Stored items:

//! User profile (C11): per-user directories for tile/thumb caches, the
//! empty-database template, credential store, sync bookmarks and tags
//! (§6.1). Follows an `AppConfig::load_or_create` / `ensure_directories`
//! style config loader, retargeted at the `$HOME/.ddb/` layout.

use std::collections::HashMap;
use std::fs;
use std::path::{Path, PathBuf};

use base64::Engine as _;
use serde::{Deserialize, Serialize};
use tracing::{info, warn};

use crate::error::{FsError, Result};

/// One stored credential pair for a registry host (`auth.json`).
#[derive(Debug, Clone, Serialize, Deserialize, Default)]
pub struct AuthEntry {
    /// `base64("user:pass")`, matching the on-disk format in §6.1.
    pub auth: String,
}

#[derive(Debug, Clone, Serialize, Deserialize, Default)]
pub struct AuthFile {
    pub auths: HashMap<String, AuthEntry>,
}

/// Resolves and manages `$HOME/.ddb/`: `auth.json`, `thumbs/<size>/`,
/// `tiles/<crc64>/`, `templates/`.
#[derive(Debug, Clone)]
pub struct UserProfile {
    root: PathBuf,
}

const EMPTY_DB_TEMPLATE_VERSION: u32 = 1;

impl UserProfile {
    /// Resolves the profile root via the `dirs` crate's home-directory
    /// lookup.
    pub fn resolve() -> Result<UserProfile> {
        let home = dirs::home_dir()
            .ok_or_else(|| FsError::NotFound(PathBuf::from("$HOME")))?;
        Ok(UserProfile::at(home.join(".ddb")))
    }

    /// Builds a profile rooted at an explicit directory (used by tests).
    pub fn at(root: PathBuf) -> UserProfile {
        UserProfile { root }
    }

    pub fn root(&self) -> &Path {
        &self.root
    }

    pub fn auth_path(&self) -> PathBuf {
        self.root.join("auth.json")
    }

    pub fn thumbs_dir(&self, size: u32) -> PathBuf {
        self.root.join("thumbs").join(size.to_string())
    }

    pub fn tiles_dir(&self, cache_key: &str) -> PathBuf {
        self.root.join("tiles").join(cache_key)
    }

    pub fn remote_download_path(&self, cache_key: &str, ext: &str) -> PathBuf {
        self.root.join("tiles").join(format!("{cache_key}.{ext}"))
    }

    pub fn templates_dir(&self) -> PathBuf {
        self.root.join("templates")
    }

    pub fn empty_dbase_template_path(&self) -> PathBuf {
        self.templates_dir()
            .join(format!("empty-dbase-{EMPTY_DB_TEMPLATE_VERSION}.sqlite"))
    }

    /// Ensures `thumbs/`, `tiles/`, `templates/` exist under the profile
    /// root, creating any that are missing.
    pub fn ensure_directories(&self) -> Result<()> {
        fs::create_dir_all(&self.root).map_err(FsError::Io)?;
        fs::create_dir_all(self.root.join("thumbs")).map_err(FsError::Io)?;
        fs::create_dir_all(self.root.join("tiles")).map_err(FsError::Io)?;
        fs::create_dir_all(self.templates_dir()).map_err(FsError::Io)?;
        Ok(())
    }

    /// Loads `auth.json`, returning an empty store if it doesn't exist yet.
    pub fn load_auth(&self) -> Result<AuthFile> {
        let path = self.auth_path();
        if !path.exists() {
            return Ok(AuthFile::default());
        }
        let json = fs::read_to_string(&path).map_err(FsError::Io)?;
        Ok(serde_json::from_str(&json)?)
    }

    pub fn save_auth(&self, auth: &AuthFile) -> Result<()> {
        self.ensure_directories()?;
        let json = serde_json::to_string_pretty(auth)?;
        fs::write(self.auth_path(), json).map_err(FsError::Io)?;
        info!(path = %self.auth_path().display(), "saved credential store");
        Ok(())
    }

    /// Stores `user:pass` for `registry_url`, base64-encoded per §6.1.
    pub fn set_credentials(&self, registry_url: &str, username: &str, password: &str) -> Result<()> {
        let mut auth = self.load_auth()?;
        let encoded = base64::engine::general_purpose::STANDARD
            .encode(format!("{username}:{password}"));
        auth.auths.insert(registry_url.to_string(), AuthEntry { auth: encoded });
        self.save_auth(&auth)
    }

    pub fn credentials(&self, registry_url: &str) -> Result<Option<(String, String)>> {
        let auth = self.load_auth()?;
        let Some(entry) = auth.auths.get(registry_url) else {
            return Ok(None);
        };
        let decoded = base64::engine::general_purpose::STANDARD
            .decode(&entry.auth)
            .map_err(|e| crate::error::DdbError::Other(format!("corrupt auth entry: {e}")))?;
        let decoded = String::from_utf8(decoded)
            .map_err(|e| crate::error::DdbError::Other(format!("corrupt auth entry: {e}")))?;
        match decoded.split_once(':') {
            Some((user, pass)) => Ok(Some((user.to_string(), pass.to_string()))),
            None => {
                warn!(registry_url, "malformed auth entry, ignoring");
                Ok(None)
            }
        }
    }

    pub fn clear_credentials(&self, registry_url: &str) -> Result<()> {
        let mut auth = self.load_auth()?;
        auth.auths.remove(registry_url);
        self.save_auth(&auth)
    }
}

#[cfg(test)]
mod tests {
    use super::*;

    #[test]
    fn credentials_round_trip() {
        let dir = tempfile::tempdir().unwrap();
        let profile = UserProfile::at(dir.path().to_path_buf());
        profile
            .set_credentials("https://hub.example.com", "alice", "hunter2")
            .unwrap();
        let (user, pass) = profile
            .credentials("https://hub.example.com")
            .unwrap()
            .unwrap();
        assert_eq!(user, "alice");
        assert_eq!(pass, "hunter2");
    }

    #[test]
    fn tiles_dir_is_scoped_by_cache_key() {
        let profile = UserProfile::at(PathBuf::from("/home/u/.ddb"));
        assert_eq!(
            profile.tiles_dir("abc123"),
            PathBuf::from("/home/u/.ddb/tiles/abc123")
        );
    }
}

• **EXERCISE PROMPT**: Lines from the start of the entries through the one containing "#[derive(Debug, Clone)]" are to be set down again exactly, both ends included.

• **REPLY TO THE EXERCISE**:
//! User profile (C11): per-user directories for tile/thumb caches, the
//! empty-database template, credential store, sync bookmarks and tags
//! (§6.1). Follows an `AppConfig::load_or_create` / `ensure_directories`
//! style config loader, retargeted at the `$HOME/.ddb/` layout.

use std::collections::HashMap;
use std::fs;
use std::path::{Path, PathBuf};

use base64::Engine as _;
use serde::{Deserialize, Serialize};
use tracing::{info, warn};

use crate::error::{FsError, Result};

/// One stored credential pair for a registry host (`auth.json`).
#[derive(Debug, Clone, Serialize, Deserialize, Default)]
pub struct AuthEntry {
    /// `base64("user:pass")`, matching the on-disk format in §6.1.
    pub auth: String,
}

#[derive(Debug, Clone, Serialize, Deserialize, Default)]
pub struct AuthFile {
    pub auths: HashMap<String, AuthEntry>,
}

/// Resolves and manages `$HOME/.ddb/`: `auth.json`, `thumbs/<size>/`,
/// `tiles/<crc64>/`, `templates/`.
#[derive(Debug, Clone)]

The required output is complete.